A fast learner

the education of joe flacco

Ravens' rookie quarterback is 'getting better every day'

November 09, 2008|By Ken Murray | Ken Murray,ken.murray@baltsun.com

Through one tumultuous training camp and the first seven games of his Ravens career, Joe Flacco impressed with his demeanor, his aptitude and his ability.

Last week, he made a bigger statement: He bent a rookie's learning curve into a veteran's declaration.

Six weeks after Flacco first faced the Cleveland Browns' defense, he devoured it.

Forty-two days after he beat the Browns with a second-half splurge, he did it again. No fluke there.

"There were a couple plays in the first Cleveland game where he had a chance to throw it over their head," offensive coordinator Cam Cameron said. "Those same opportunities came up in the second game, and he took advantage of it."

Flacco threw no touchdown passes in a Sept. 21 win over the slow-starting Browns at home. Last Sunday in Cleveland, he threw two against a supposedly rejuvenated defense.

He had no pass plays of 20 or more yards in the September game. Last week, he had three.

Do the math and you come up with a quick study at a position where the Ravens have often used training wheels. What the Ravens get today in Houston in Flacco's ninth career start is a precocious player just starting to uncover his potential.

Halfway through Flacco's rookie season, there seems little doubt the Ravens made a wise and insightful decision when they took the former NCAA Division I-AA standout with the 18th pick of the first round of April's draft.

But Hue Jackson, the Ravens' quarterbacks coach, could have told you that months ago.

Jackson, who once coached Carson Palmer at Southern California, liked the response he got when he peppered Flacco with problematic questions at the NFL scouting combine in Indianapolis in February.

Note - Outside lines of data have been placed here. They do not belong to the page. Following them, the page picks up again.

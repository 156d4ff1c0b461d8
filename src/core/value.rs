//! Database value types
//!
//! This module defines the values bound to command parameters and returned by
//! scalar executions and data readers.

use serde::Serialize;
use std::fmt;

/// Database value that can hold different types
///
/// Serializes without a variant tag so log fields read as plain JSON
/// (`1`, `"text"`, `null`) while keeping the value's own representation.
#[derive(Debug, Clone, PartialEq, Default, Serialize)]
#[serde(untagged)]
pub enum DatabaseValue {
    /// Null value
    #[default]
    Null,
    /// Boolean value
    Bool(bool),
    /// 32-bit integer
    Int(i32),
    /// 64-bit integer
    Long(i64),
    /// 32-bit floating point
    Float(f32),
    /// 64-bit floating point
    Double(f64),
    /// String value
    String(String),
    /// Binary data
    Bytes(Vec<u8>),
    /// Timestamp (Unix timestamp in microseconds)
    Timestamp(i64),
}

impl DatabaseValue {
    /// Get the value as a boolean
    pub fn as_bool(&self) -> Option<bool> {
        match self {
            DatabaseValue::Bool(v) => Some(*v),
            DatabaseValue::Int(v) => Some(*v != 0),
            DatabaseValue::Long(v) => Some(*v != 0),
            DatabaseValue::String(s) => match s.to_lowercase().as_str() {
                "true" | "1" | "yes" => Some(true),
                "false" | "0" | "no" => Some(false),
                _ => None,
            },
            _ => None,
        }
    }

    /// Get the value as an i32
    pub fn as_int(&self) -> Option<i32> {
        match self {
            DatabaseValue::Int(v) => Some(*v),
            DatabaseValue::Long(v) => i32::try_from(*v).ok(),
            DatabaseValue::String(s) => s.parse().ok(),
            DatabaseValue::Bool(v) => Some(*v as i32),
            _ => None,
        }
    }

    /// Get the value as an i64
    pub fn as_long(&self) -> Option<i64> {
        match self {
            DatabaseValue::Long(v) => Some(*v),
            DatabaseValue::Int(v) => Some(*v as i64),
            DatabaseValue::String(s) => s.parse().ok(),
            DatabaseValue::Bool(v) => Some(*v as i64),
            DatabaseValue::Timestamp(v) => Some(*v),
            _ => None,
        }
    }

    /// Get the value as an f64
    pub fn as_double(&self) -> Option<f64> {
        match self {
            DatabaseValue::Double(v) => Some(*v),
            DatabaseValue::Float(v) => Some(*v as f64),
            DatabaseValue::Int(v) => Some(*v as f64),
            DatabaseValue::Long(v) => Some(*v as f64),
            DatabaseValue::String(s) => s.parse().ok(),
            _ => None,
        }
    }

    /// Get the value as a string slice (String values only)
    pub fn as_str(&self) -> Option<&str> {
        match self {
            DatabaseValue::String(s) => Some(s.as_str()),
            _ => None,
        }
    }

    /// Get the value as bytes (zero-copy)
    pub fn as_bytes(&self) -> Option<&[u8]> {
        match self {
            DatabaseValue::Bytes(b) => Some(b),
            DatabaseValue::String(s) => Some(s.as_bytes()),
            _ => None,
        }
    }

    /// Check if the value is null
    pub fn is_null(&self) -> bool {
        matches!(self, DatabaseValue::Null)
    }

    /// Get the type name of this value
    pub fn type_name(&self) -> &'static str {
        match self {
            DatabaseValue::Null => "null",
            DatabaseValue::Bool(_) => "bool",
            DatabaseValue::Int(_) => "int",
            DatabaseValue::Long(_) => "long",
            DatabaseValue::Float(_) => "float",
            DatabaseValue::Double(_) => "double",
            DatabaseValue::String(_) => "string",
            DatabaseValue::Bytes(_) => "bytes",
            DatabaseValue::Timestamp(_) => "timestamp",
        }
    }
}

impl fmt::Display for DatabaseValue {
    fn fmt(&self, f: &mut fmt::Formatter<'_>) -> fmt::Result {
        match self {
            DatabaseValue::Null => f.write_str("null"),
            DatabaseValue::Bool(v) => write!(f, "{}", v),
            DatabaseValue::Int(v) => write!(f, "{}", v),
            DatabaseValue::Long(v) => write!(f, "{}", v),
            DatabaseValue::Float(v) => write!(f, "{}", v),
            DatabaseValue::Double(v) => write!(f, "{}", v),
            DatabaseValue::String(s) => f.write_str(s),
            DatabaseValue::Bytes(b) => write!(f, "<{} bytes>", b.len()),
            DatabaseValue::Timestamp(v) => write!(f, "{}", v),
        }
    }
}

impl From<bool> for DatabaseValue {
    fn from(v: bool) -> Self {
        DatabaseValue::Bool(v)
    }
}

impl From<i32> for DatabaseValue {
    fn from(v: i32) -> Self {
        DatabaseValue::Int(v)
    }
}

impl From<i64> for DatabaseValue {
    fn from(v: i64) -> Self {
        DatabaseValue::Long(v)
    }
}

impl From<f32> for DatabaseValue {
    fn from(v: f32) -> Self {
        DatabaseValue::Float(v)
    }
}

impl From<f64> for DatabaseValue {
    fn from(v: f64) -> Self {
        DatabaseValue::Double(v)
    }
}

impl From<String> for DatabaseValue {
    fn from(v: String) -> Self {
        DatabaseValue::String(v)
    }
}

impl From<&str> for DatabaseValue {
    fn from(v: &str) -> Self {
        DatabaseValue::String(v.to_string())
    }
}

impl From<Vec<u8>> for DatabaseValue {
    fn from(v: Vec<u8>) -> Self {
        DatabaseValue::Bytes(v)
    }
}

impl<T: Into<DatabaseValue>> From<Option<T>> for DatabaseValue {
    fn from(v: Option<T>) -> Self {
        match v {
            Some(val) => val.into(),
            None => DatabaseValue::Null,
        }
    }
}

#[cfg(test)]
mod tests {
    use super::*;
    use serde_json::json;

    #[test]
    fn test_value_conversions() {
        let val = DatabaseValue::Int(42);
        assert_eq!(val.as_int(), Some(42));
        assert_eq!(val.as_long(), Some(42));
        assert_eq!(val.to_string(), "42");

        let val = DatabaseValue::String("123".to_string());
        assert_eq!(val.as_int(), Some(123));
        assert_eq!(val.as_str(), Some("123"));

        let val = DatabaseValue::Bool(true);
        assert_eq!(val.as_bool(), Some(true));
        assert_eq!(val.as_int(), Some(1));
    }

    #[test]
    fn test_value_from_types() {
        let val: DatabaseValue = 42.into();
        assert_eq!(val, DatabaseValue::Int(42));

        let val: DatabaseValue = "hello".into();
        assert_eq!(val, DatabaseValue::String("hello".to_string()));

        let val: DatabaseValue = Option::<i32>::None.into();
        assert_eq!(val, DatabaseValue::Null);
    }

    #[test]
    fn test_value_serializes_untagged() {
        assert_eq!(serde_json::to_value(DatabaseValue::Int(7)).unwrap(), json!(7));
        assert_eq!(
            serde_json::to_value(DatabaseValue::String("a".into())).unwrap(),
            json!("a")
        );
        assert_eq!(serde_json::to_value(DatabaseValue::Null).unwrap(), json!(null));
        assert_eq!(
            serde_json::to_value(DatabaseValue::Bytes(vec![1, 2])).unwrap(),
            json!([1, 2])
        );
    }
}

And Jackson loved it when he went to Delaware for a workout with receivers Flacco had never seen and NFL balls he had never used. Flacco was unfazed; he passed the test with flying colors.

"It was sometime during the workout, or immediately after, that I told Cam, 'I think this is our guy,' " Jackson said last week.

"I spend a lot of time dealing with Joe. I know what Joe is, and I know what Joe isn't. What he is, is a tremendous young man first and foremost who has a burning desire to be the best at what he does. And what he's not, he's not a prima donna. He's not a guy that's going to get too big, because he has such great character and values, because his parents did a great job instilling that in him."

The early returns on Flacco's season offer glimpses of a quarterback who gets better as the game goes on, learns quickly from his mistakes and appears, at least outwardly, rattle-proof.

In his eight starts, Flacco is completing 55.6 percent of his first-half passes for 737 yards and 5.94 per attempt. In the second half, he is completing 70 percent of his throws for 727 yards and 7.57 per attempt.

Big plays? In his past three games, he has hit eight passes of 20 yards or longer. In his first five games, he hit just five.

His aggregate numbers are 61.8 percent for 1,464 yards, five touchdowns and seven interceptions.

Asked to characterize Flacco's progress, wide receiver Derrick Mason spoke of a maturing offense.

"Steady, going up," Mason said. "If he were a stock, I'd be getting a lot of money right now. Joe has been doing a great job. He's been doing more than what the coaches have asked him to do. We've been able to open up the playbook more and more, I think, each week. Each week, we've done something different, something a little bit better."

As a former Delaware quarterback, Rich Gannon knows the path Flacco has traveled to the NFL. Gannon, now an analyst for CBS, spent 17 years with four teams in the NFL and went to four Pro Bowls and one Super Bowl before retiring in 2005.

Gannon said the transition from I-AA to the NFL is "significant in every phase" but acknowledges that Flacco has made the leap with aplomb.

"I think the staff and the organization realize this guy is a little further along than most in terms of mental capacity," Gannon said. "I don't want to say he's unflappable, but he's shown great poise. When he throws an interception, it doesn't bother him like other young players.

"The other thing that impresses me is when he makes a mistake, he usually gets it cleared up and doesn't make it again."

The biggest lesson Flacco, 23, had to learn so far is in ball security. He committed eight turnovers in his first five games, none in the past three.

"Just keep the ball," he said about what he has learned. "As long as you keep the ball, then you give yourself a chance every play. [And] the running game can help you out."

Cameron, however, resists the suggestion he has opened the playbook simply because of Flacco's growth.

"He's not the only young guy out there," Cameron said. "Ray Rice is a first-year guy. Le'Ron McClain is a second-year guy, Jared Gaither a second-year guy. It's not just Joe. We have an evolving, improving, growing offense, and we've got a lot of guys growing at the same time Joe is."